PROBLEM REQUIREMENTS » Please find the number of lines in the material below where the string "self" occurs, and give only that number.

RECORDS TO PROCESS »

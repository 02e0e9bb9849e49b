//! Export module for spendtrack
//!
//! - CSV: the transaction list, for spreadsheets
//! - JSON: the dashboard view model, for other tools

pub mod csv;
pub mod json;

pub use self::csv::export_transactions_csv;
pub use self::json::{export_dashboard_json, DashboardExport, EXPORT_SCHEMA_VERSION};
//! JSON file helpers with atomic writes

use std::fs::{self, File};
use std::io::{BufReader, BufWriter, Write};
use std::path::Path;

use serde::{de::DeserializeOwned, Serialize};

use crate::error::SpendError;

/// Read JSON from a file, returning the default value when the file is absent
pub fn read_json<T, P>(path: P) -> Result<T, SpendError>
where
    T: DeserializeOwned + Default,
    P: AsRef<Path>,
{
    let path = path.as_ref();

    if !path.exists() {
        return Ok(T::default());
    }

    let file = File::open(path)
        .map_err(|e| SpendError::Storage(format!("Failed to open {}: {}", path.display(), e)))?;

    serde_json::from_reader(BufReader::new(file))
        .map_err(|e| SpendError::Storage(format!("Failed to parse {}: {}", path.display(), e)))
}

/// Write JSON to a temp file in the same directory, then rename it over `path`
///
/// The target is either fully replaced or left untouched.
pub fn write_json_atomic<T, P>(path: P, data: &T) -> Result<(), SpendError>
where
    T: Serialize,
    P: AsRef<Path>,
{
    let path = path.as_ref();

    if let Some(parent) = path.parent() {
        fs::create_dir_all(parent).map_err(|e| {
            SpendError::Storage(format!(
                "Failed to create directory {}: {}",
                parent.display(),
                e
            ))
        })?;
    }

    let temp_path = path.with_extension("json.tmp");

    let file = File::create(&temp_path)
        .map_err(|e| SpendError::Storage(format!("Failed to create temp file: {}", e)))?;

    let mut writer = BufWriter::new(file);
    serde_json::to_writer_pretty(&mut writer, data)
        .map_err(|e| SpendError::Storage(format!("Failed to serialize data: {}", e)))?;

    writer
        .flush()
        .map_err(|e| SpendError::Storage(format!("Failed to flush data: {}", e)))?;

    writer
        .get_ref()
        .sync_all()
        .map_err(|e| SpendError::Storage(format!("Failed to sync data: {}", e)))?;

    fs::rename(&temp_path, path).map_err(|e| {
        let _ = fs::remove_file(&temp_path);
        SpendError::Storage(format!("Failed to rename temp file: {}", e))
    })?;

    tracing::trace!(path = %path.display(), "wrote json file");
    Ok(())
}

RESULT BELOW » 3